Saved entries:
**********
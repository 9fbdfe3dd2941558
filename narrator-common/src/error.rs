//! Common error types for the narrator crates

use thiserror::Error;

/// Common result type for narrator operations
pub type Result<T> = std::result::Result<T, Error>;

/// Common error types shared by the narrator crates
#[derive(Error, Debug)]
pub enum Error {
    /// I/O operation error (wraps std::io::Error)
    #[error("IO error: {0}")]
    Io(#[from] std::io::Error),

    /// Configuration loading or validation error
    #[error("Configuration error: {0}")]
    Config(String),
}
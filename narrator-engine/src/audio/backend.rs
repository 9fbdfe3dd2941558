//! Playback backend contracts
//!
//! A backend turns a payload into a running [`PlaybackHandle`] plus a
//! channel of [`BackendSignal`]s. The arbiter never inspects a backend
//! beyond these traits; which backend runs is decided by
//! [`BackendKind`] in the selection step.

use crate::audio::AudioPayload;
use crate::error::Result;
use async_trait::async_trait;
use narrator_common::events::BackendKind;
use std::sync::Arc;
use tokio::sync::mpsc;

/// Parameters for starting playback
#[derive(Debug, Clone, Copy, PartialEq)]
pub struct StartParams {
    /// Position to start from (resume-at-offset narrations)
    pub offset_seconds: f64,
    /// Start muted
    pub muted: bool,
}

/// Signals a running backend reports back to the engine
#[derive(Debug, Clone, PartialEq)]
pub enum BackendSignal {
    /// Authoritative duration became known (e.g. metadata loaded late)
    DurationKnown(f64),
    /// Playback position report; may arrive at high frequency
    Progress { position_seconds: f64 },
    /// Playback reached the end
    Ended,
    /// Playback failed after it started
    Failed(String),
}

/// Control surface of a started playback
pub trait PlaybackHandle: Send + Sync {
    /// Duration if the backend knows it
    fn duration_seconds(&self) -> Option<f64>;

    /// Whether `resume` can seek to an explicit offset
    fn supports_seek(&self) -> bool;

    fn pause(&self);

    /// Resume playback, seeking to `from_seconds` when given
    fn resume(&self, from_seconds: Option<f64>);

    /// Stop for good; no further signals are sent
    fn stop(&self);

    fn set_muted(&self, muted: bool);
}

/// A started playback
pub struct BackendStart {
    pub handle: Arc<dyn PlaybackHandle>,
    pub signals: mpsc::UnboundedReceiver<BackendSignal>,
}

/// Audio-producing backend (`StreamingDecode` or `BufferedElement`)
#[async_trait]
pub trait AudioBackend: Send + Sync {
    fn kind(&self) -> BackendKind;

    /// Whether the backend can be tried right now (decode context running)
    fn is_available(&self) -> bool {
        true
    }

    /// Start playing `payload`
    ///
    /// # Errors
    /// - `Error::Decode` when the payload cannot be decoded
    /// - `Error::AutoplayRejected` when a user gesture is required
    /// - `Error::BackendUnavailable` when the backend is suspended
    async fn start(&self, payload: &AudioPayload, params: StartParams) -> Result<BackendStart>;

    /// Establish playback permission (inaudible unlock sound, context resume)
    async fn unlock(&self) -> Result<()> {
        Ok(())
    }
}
**********
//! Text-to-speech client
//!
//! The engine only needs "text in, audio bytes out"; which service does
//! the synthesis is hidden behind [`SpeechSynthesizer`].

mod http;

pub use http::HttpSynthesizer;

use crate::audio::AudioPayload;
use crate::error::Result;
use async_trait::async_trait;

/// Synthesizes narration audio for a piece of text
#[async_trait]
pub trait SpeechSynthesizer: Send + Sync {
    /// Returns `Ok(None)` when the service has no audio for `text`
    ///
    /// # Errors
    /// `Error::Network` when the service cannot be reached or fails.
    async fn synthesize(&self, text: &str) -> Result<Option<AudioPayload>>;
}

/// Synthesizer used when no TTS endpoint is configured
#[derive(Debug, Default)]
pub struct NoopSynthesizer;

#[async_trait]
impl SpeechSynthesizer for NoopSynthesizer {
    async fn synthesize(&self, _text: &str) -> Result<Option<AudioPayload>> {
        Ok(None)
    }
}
**********
### EXERCISE DESCRIPTION
Take every line from the records that holds "BackendSignal" and copy it down.

### WRITTEN RESPONSE
//! channel of [`BackendSignal`]s. The arbiter never inspects a backend
pub enum BackendSignal {
    pub signals: mpsc::UnboundedReceiver<BackendSignal>,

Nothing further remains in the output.